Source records
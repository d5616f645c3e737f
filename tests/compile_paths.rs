//! Compile arbitration against real helper processes.
//!
//! Helpers are small shell scripts, so these tests only run on unix.

#![cfg(unix)]

use std::fs;
use std::os::unix::fs::PermissionsExt;
use std::path::PathBuf;
use std::sync::mpsc;
use std::sync::{Mutex, MutexGuard, PoisonError};
use std::time::Duration;

use kcache::config::env;
use kcache::{
    Cache, CacheKey, CacheSettings, CompileError, CompileMode, CompileOrchestrator, CompilePath,
    CompileResult, GeneratorSignature, PersistentStore, SignatureBuilder, SubprocessCompiler,
    TierManager,
};
use tempfile::TempDir;

fn helper_script(dir: &TempDir, name: &str, body: &str) -> PathBuf {
    let path = dir.path().join(name);
    fs::write(&path, format!("#!/bin/sh\n{}\n", body)).unwrap();
    fs::set_permissions(&path, fs::Permissions::from_mode(0o755)).unwrap();
    path
}

/// In-process backend that returns the source unchanged, like the `cat`
/// helper does.
fn identity(source: &str, _arch: &str) -> CompileResult<Vec<u8>> {
    Ok(source.as_bytes().to_vec())
}

fn key(name: &str) -> CacheKey {
    let sig = SignatureBuilder::new().field("kernel", name).finish();
    CacheKey::new(name, "gfx900", 50000000, sig)
}

/// Tests in this file share the process-wide compile lock.
fn serial() -> MutexGuard<'static, ()> {
    static SERIAL: Mutex<()> = Mutex::new(());
    SERIAL.lock().unwrap_or_else(PoisonError::into_inner)
}

fn memory_tiers() -> TierManager {
    TierManager::from_stores(
        PersistentStore::in_memory().unwrap(),
        None,
        &CacheSettings::default(),
    )
}

#[test]
fn test_contended_compile_uses_helper_with_identical_output() {
    let _serial = serial();
    let temp_dir = TempDir::new().unwrap();
    let cat_helper = helper_script(&temp_dir, "cat-helper", "exec cat");

    let (started_tx, started_rx) = mpsc::channel::<()>();
    let (release_tx, release_rx) = mpsc::channel::<()>();
    let started_tx = Mutex::new(started_tx);
    let release_rx = Mutex::new(release_rx);

    // Holds the compile lock for "slow" kernels until released.
    let backend = move |source: &str, arch: &str| -> CompileResult<Vec<u8>> {
        if source.starts_with("slow") {
            let _ = started_tx.lock().unwrap().send(());
            let _ = release_rx.lock().unwrap().recv_timeout(Duration::from_secs(30));
        }
        identity(source, arch)
    };

    let cache = Cache::new(
        memory_tiers(),
        CompileOrchestrator::new(
            backend,
            SubprocessCompiler::with_helper(cat_helper),
            CompileMode::Adaptive,
        ),
    );

    let source = "__global__ void kernel_b() { /* body */ }".repeat(500);

    std::thread::scope(|scope| {
        let holder = scope.spawn(|| {
            cache
                .cached_compile_report(&key("kernel_a"), |_| "slow kernel".to_string())
                .unwrap()
        });
        started_rx.recv_timeout(Duration::from_secs(30)).unwrap();

        let contended = cache
            .cached_compile_report(&key("kernel_b"), |_| source.clone())
            .unwrap();
        assert_eq!(contended.path, CompilePath::Subprocess);
        assert_eq!(contended.code, identity(&source, "gfx900").unwrap());

        release_tx.send(()).unwrap();
        assert_eq!(holder.join().unwrap().path, CompilePath::InProcess);
    });

    // Same source through the free in-process path is byte-identical.
    let (in_process, path) = cache
        .orchestrator()
        .compile("kernel_b", &source, "gfx900")
        .unwrap();
    assert_eq!(path, CompilePath::InProcess);
    assert_eq!(in_process, cache.get_code_object(&key("kernel_b")).unwrap());
}

#[test]
fn test_contended_compile_falls_back_when_helper_fails() {
    let _serial = serial();
    let temp_dir = TempDir::new().unwrap();
    let broken_helper = helper_script(
        &temp_dir,
        "broken-helper",
        "cat > /dev/null; echo 'cannot start'; exit 3",
    );

    let (started_tx, started_rx) = mpsc::channel::<()>();
    let (release_tx, release_rx) = mpsc::channel::<()>();
    let started_tx = Mutex::new(started_tx);
    let release_rx = Mutex::new(release_rx);

    let backend = move |source: &str, arch: &str| -> CompileResult<Vec<u8>> {
        if source.starts_with("slow") {
            let _ = started_tx.lock().unwrap().send(());
            let _ = release_rx.lock().unwrap().recv_timeout(Duration::from_secs(30));
        }
        identity(source, arch)
    };

    let orchestrator = CompileOrchestrator::new(
        backend,
        SubprocessCompiler::with_helper(broken_helper),
        CompileMode::Adaptive,
    );

    std::thread::scope(|scope| {
        let holder = scope.spawn(|| orchestrator.compile("kernel_a", "slow", "gfx900").unwrap());
        started_rx.recv_timeout(Duration::from_secs(30)).unwrap();

        let waiter = scope.spawn(|| orchestrator.compile("kernel_b", "quick", "gfx900").unwrap());
        // The waiter blocks on the lock after its helper failed; let it through.
        std::thread::sleep(Duration::from_millis(250));
        release_tx.send(()).unwrap();

        assert_eq!(holder.join().unwrap().1, CompilePath::InProcess);
        let (code, path) = waiter.join().unwrap();
        assert_eq!(path, CompilePath::InProcessFallback);
        assert_eq!(code, b"quick".to_vec());
    });
}

#[test]
fn test_out_of_process_mode_from_environment() {
    let _serial = serial();
    let temp_dir = TempDir::new().unwrap();
    let helper = helper_script(&temp_dir, "tag-helper", "printf 'helper:'; cat");

    let vars: Vec<(&str, String)> = vec![
        (env::PROCESS, "1".to_string()),
        (env::PROCESS_HELPER, helper.display().to_string()),
        (env::USER_CACHE_PATH, ":memory:".to_string()),
        (env::SYS_CACHE_PATH, ":memory:".to_string()),
    ];
    let settings = CacheSettings::load(None, |name| {
        vars.iter().find(|(k, _)| *k == name).map(|(_, v)| v.clone())
    })
    .unwrap();
    assert_eq!(settings.compile_mode, CompileMode::OutOfProcess);

    let cache = Cache::from_settings(&settings, identity).unwrap();
    let report = cache.cached_compile_report(&key("kernel_a"), |_| "src".to_string()).unwrap();

    assert_eq!(report.path, CompilePath::Subprocess);
    assert_eq!(report.code, b"helper:src".to_vec());
    assert_eq!(cache.get_code_object(&key("kernel_a")), Some(b"helper:src".to_vec()));
}

#[test]
fn test_helper_syntax_error_leaves_no_entry() {
    let _serial = serial();
    let temp_dir = TempDir::new().unwrap();
    let helper = helper_script(
        &temp_dir,
        "strict-helper",
        "cat > /dev/null; echo 'error: syntax error near line 1'; exit 1",
    );
    let rejecting = |_: &str, _: &str| -> CompileResult<Vec<u8>> {
        Err(CompileError::Backend("syntax error near line 1".to_string()))
    };

    let tiers = memory_tiers();
    let orchestrator = CompileOrchestrator::new(
        rejecting,
        SubprocessCompiler::with_helper(helper.clone()),
        CompileMode::OutOfProcess,
    );
    let bad_key = CacheKey::new("kernel_bad", "gfx900", 50000000, GeneratorSignature::of(b"bad"));

    let err = orchestrator
        .cached_compile(Some(&tiers), &bad_key, |_| "kernel void (".to_string())
        .unwrap_err();
    assert!(err.to_string().contains("syntax error"));
    assert_eq!(tiers.lookup(&bad_key), None);

    // The helper alone reports its stdout as the diagnostic.
    match SubprocessCompiler::with_helper(helper).compile("kernel void (", "gfx900") {
        Err(CompileError::ChildFailed { status, message }) => {
            assert_eq!(status.code(), Some(1));
            assert_eq!(message, "error: syntax error near line 1");
        }
        other => panic!("expected child failure, got {:?}", other),
    }
}

#[test]
fn test_in_process_mode_never_spawns() {
    let _serial = serial();
    let temp_dir = TempDir::new().unwrap();
    let marker = temp_dir.path().join("spawned");
    let helper = helper_script(
        &temp_dir,
        "marker-helper",
        &format!("touch '{}'; cat", marker.display()),
    );

    let orchestrator = CompileOrchestrator::new(
        identity,
        SubprocessCompiler::with_helper(helper),
        CompileMode::InProcess,
    );

    std::thread::scope(|scope| {
        for i in 0..4 {
            let orchestrator = &orchestrator;
            scope.spawn(move || {
                let (_, path) = orchestrator
                    .compile("kernel", &format!("src{}", i), "gfx900")
                    .unwrap();
                assert_eq!(path, CompilePath::InProcess);
            });
        }
    });
    assert!(!marker.exists());
}

#[test]
fn test_helper_timeout_falls_back_in_process() {
    let _serial = serial();
    let temp_dir = TempDir::new().unwrap();
    let hung = helper_script(&temp_dir, "hung-helper", "exec sleep 30");

    let orchestrator = CompileOrchestrator::new(
        identity,
        SubprocessCompiler::with_helper(hung)
            .with_timeout(Some(Duration::from_millis(300)), Duration::from_millis(200)),
        CompileMode::OutOfProcess,
    );

    let (code, path) = orchestrator.compile("kernel", "src", "gfx900").unwrap();
    assert_eq!(path, CompilePath::InProcessFallback);
    assert_eq!(code, b"src".to_vec());
}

- **GOAL OF THE EXERCISE**: Tally the lines in the records above that contain the string "InProcessFallback" and report only the tally.

- **EXERCISE OUTPUT**: 2